Village in West Bengal, India

Kenjakura is a village in Bankura in the Indian state of West Bengal. The village is under the Bankura I block. It is surrounded by the Dwarakeswar River in the west to south. The village's economy is mostly dependent on rice farming and brassware. The 2011 census stated the village had a population of 3955, of which 2050 were male and 1905 were female.

== Culture ==
The residents of Kenjakura primarily worship Vishvakarma, reflecting the village's significant involvement in bell metal and brassware production, as well as engineering works. Kenjakura has gained regional attention for its export of various goods, including handloom textiles, brass utensils, and a local delicacy known as Giant Jilipis.

== Geography ==

The village is situated at a longitude of 86.874, and latitude of 23.25241. The nearest railway station from Kenjakura is Chhatna railway station. Netaji Subhas Chandra Bose International Airport is the nearest International airport at a distance of 186.2km. The postal code number of Kenjakura is 722139.

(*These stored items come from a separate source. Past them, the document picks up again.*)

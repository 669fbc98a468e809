use std::collections::HashMap;
use std::sync::{Arc, Mutex};
use std::time::Duration;

use crate::storage::Clock;

/// In-memory duplicate-submission lock keyed by idempotency key.
///
/// Lives as long as the page; it is not shared across tabs.
#[derive(Clone)]
pub struct SubmissionLock {
    attempts: Arc<Mutex<HashMap<String, i64>>>,
    clock: Arc<dyn Clock>,
    window: Duration,
}

impl SubmissionLock {
    pub fn new(clock: Arc<dyn Clock>, window: Duration) -> Self {
        Self {
            attempts: Arc::new(Mutex::new(HashMap::new())),
            clock,
            window,
        }
    }

    /// Record an attempt for `key`. Returns `false` when the same key was
    /// attempted within the window.
    pub fn try_acquire(&self, key: &str) -> bool {
        let now = self.clock.now_millis();
        let window = i64::try_from(self.window.as_millis()).unwrap_or(i64::MAX);
        let Ok(mut attempts) = self.attempts.lock() else {
            // A poisoned lock must not block the visitor's action.
            return true;
        };
        attempts.retain(|_, at| now.saturating_sub(*at) < window);
        if attempts.contains_key(key) {
            return false;
        }
        attempts.insert(key.to_string(), now);
        true
    }
}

== Festivals and rituals ==
Dwarakeswar River is a holy place for the people in Kenjakura. The village god Sanjivani is believed to be reside here near the bank of Dwarakeswar river. Kenjakura and the surrounding villagers celebrate a whole-day festival at 'Maagh 4th' of Bengali calendar. They celebrate the day with a family picnic with puffed rice and raw vegetables. The Giant Jilipis are a type of sweet made of gram flour fried in oil and then dipped in a sugar sauce. Usually the Giant jilipis weighs around 1 to 3 kg per piece.